Un peu plus près de nous, je pense à la poursuite sur les services en français entamé au début du 21e siècle contre le gouvernement des TNO. Là aussi un mouvement informel de contestation s’est formé au sein de la francophonie pour protester contre la poursuite. Quelques années plus tard, après deux jugements, les tribunaux ont confirmé les manquements du gouvernement en matière de prestation de services en français. Désormais, la francophonie n’a plus à attendre le bon vouloir du gouvernement pour revendiquer des services car elle peut s’appuyer sur ces jugements.
Dans une situation très voisine de celle du Nunavut, des parents francophones et la Commission scolaire francophone ont poursuivi le gouvernement local pour des raisons similaires à celles soulevées par la commission du Nunavut. Ici cependant, la très grande majorité des parents francophones étaient en accord avec la poursuite. Il semble que le bien-être de leurs enfants passe avant tout. Le processus judiciaire n’est toujours pas terminé.

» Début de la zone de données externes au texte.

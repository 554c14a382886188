// SPDX-License-Identifier: PMPL-1.0-or-later
// Copyright (c) 2026 Jonathan D.A. Jewell (hyperpolymath) <jonathan.jewell@open.ac.uk>
//
// Audit trail — append-only SQLite log of every trust operation.
//
// Schema:
//   audit_log(
//     id          INTEGER PRIMARY KEY AUTOINCREMENT,
//     timestamp   TEXT    NOT NULL,   -- RFC 3339
//     action      TEXT    NOT NULL,   -- e.g. "stamp", "audit_pack", "verify"
//     fingerprint TEXT    NOT NULL,   -- SHA-256 hex digest of the subject
//     success     INTEGER NOT NULL,   -- 0 = failure, 1 = success
//     reason      TEXT,               -- stable error code on failure
//     details     TEXT                -- optional free-form context
//   )

use std::path::Path;

use chrono::Utc;
use notarium_core::error::{NotariumError, Result};
use rusqlite::{Connection, Row, params};
use serde::{Deserialize, Serialize};
use tracing::{debug, instrument};

const CREATE_TABLE_SQL: &str = "
    CREATE TABLE IF NOT EXISTS audit_log (
        id          INTEGER PRIMARY KEY AUTOINCREMENT,
        timestamp   TEXT    NOT NULL,
        action      TEXT    NOT NULL,
        fingerprint TEXT    NOT NULL,
        success     INTEGER NOT NULL,
        reason      TEXT,
        details     TEXT
    );
    CREATE INDEX IF NOT EXISTS audit_log_fingerprint ON audit_log (fingerprint);
";

const SELECT_COLUMNS: &str = "id, timestamp, action, fingerprint, success, reason, details";

/// Convert a `rusqlite::Error` into a `NotariumError::Database`.
fn db_err(e: rusqlite::Error) -> NotariumError {
    NotariumError::Database(e.to_string())
}

/// A single entry in the audit trail, used for queries.
#[derive(Debug, Clone, Serialize, Deserialize)]
pub struct AuditEntry {
    pub id: i64,
    pub timestamp: String,
    pub action: String,
    pub fingerprint: String,
    pub success: bool,
    pub reason: Option<String>,
    pub details: Option<String>,
}

impl AuditEntry {
    fn from_row(row: &Row<'_>) -> rusqlite::Result<Self> {
        Ok(Self {
            id: row.get(0)?,
            timestamp: row.get(1)?,
            action: row.get(2)?,
            fingerprint: row.get(3)?,
            success: row.get::<_, i32>(4)? != 0,
            reason: row.get(5)?,
            details: row.get(6)?,
        })
    }
}

/// Append-only audit trail backed by a SQLite database.
///
/// Every stamping attempt, checklist submission, audit-pack build and
/// verification is recorded with the fingerprint of its subject and, for
/// failures, the stable reason code of the error.
pub struct AuditTrail {
    conn: Connection,
}

impl AuditTrail {
    /// Open (or create) the audit database at `path` with WAL enabled.
    #[instrument(skip_all, fields(path = %path.as_ref().display()))]
    pub fn open(path: impl AsRef<Path>) -> Result<Self> {
        let conn = Connection::open(path).map_err(db_err)?;
        conn.pragma_update(None, "journal_mode", "WAL")
            .map_err(db_err)?;
        conn.execute_batch(CREATE_TABLE_SQL).map_err(db_err)?;
        debug!("audit trail opened");
        Ok(Self { conn })
    }

    /// Open an in-memory audit database (useful for tests).
    pub fn open_in_memory() -> Result<Self> {
        let conn = Connection::open_in_memory().map_err(db_err)?;
        conn.execute_batch(CREATE_TABLE_SQL).map_err(db_err)?;
        debug!("in-memory audit trail opened");
        Ok(Self { conn })
    }

    /// Record one operation.
    ///
    /// `failure` is `None` for a successful operation; otherwise its reason
    /// code is stored alongside the entry.
    #[instrument(skip(self, failure, details), fields(success = failure.is_none()))]
    pub fn record(
        &self,
        action: &str,
        fingerprint: &str,
        failure: Option<&NotariumError>,
        details: Option<&str>,
    ) -> Result<()> {
        let timestamp = Utc::now().to_rfc3339();
        let success: i32 = if failure.is_none() { 1 } else { 0 };
        let reason = failure.map(NotariumError::reason_code);
        let details = match (details, failure) {
            (Some(d), _) => Some(d.to_owned()),
            (None, Some(err)) => Some(err.to_string()),
            (None, None) => None,
        };

        self.conn
            .execute(
                "INSERT INTO audit_log (timestamp, action, fingerprint, success, reason, details)
                 VALUES (?1, ?2, ?3, ?4, ?5, ?6)",
                params![timestamp, action, fingerprint, success, reason, details],
            )
            .map_err(db_err)?;

        debug!("audit entry recorded");
        Ok(())
    }

    /// All entries for one fingerprint, oldest first.
    pub fn entries_for(&self, fingerprint: &str) -> Result<Vec<AuditEntry>> {
        let mut stmt = self
            .conn
            .prepare(&format!(
                "SELECT {SELECT_COLUMNS} FROM audit_log WHERE fingerprint = ?1 ORDER BY id ASC"
            ))
            .map_err(db_err)?;
        let rows = stmt
            .query_map(params![fingerprint], AuditEntry::from_row)
            .map_err(db_err)?;
        rows.collect::<rusqlite::Result<Vec<_>>>().map_err(db_err)
    }

    /// The most recent `limit` entries, newest first.
    pub fn recent(&self, limit: u32) -> Result<Vec<AuditEntry>> {
        let mut stmt = self
            .conn
            .prepare(&format!(
                "SELECT {SELECT_COLUMNS} FROM audit_log ORDER BY id DESC LIMIT ?1"
            ))
            .map_err(db_err)?;
        let rows = stmt
            .query_map(params![limit], AuditEntry::from_row)
            .map_err(db_err)?;
        rows.collect::<rusqlite::Result<Vec<_>>>().map_err(db_err)
    }

    /// Total number of entries.
    pub fn count(&self) -> Result<u64> {
        self.conn
            .query_row("SELECT COUNT(*) FROM audit_log", [], |row| row.get(0))
            .map_err(db_err)
    }
}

Ne demeurant pas au Nunavut, il m’est impossible de savoir qu’elles sont les raisons derrière la contestation de la légitimité de la commission scolaire. Est-ce un groupe de parents qui ont peur de la réaction du gouvernement du Nunavut et qui se servent de leurs critiques de la commission pour faire dérailler la cause? Est-ce un groupe de parents réellement désillusionnés face au comportement de la commission scolaire? Est-ce un groupe de fonctionnaires du Nunavut qui font du boulot de sape d’une organisation francophone pour leurs propres intérêts personnels? Est-ce un mélange de toutes ces raisons? Je n’en ai aucune idée. Mais ces questions doivent être posées pour mieux comprendre la situation quant on la compare aux autres situations similaires du passé.